The common linnet is a slim bird with a long tail. The upper parts are brown, the throat is sullied white and the bill is grey. The summer male has a grey nape, red head-patch and red breast. Females and young birds lack the red and have white underparts, the breast streaked buff. This species can form large flocks outside the breeding season, sometimes mixed with other finches, such as twite, on coasts and salt marshes.
Habitat and Distribution
The common linnet breeds in Europe, western Asia and north Africa.
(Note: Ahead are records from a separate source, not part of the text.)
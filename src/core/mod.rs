//! Core module re-exports.
//!
//! Errors, path layout and the subprocess boundary live in `baler-core`.

pub use baler_core::core::*;
pub use baler_core::*;

/// Workspace path layout.
pub mod path {
    pub use baler_core::core::path::*;
}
It is partially resident, but many eastern and northern birds migrate further south in the breeding range or move to the coasts. They are sometimes found several hundred miles off-shore.
It feeds on the ground, and low down in bushes, its food mainly consisting of seeds, which it also feeds to its chicks. It likes small to medium sized seeds from most arable weeds, knotgrass, dock), crucifers (including charlock, shepherd's purse), chickweeds, dandelions, thistle, sow-thistle, mayweed, common groundsel, common hawthorn and birch. They have a small component of Invertebrates in their diet.
Open land with thick bushes is favoured for breeding, including heathland and garden. It builds its nest in a bush, laying 4-7 eggs.
Calls and Songs
The common linnet's pleasant song contains fast trills and twitters.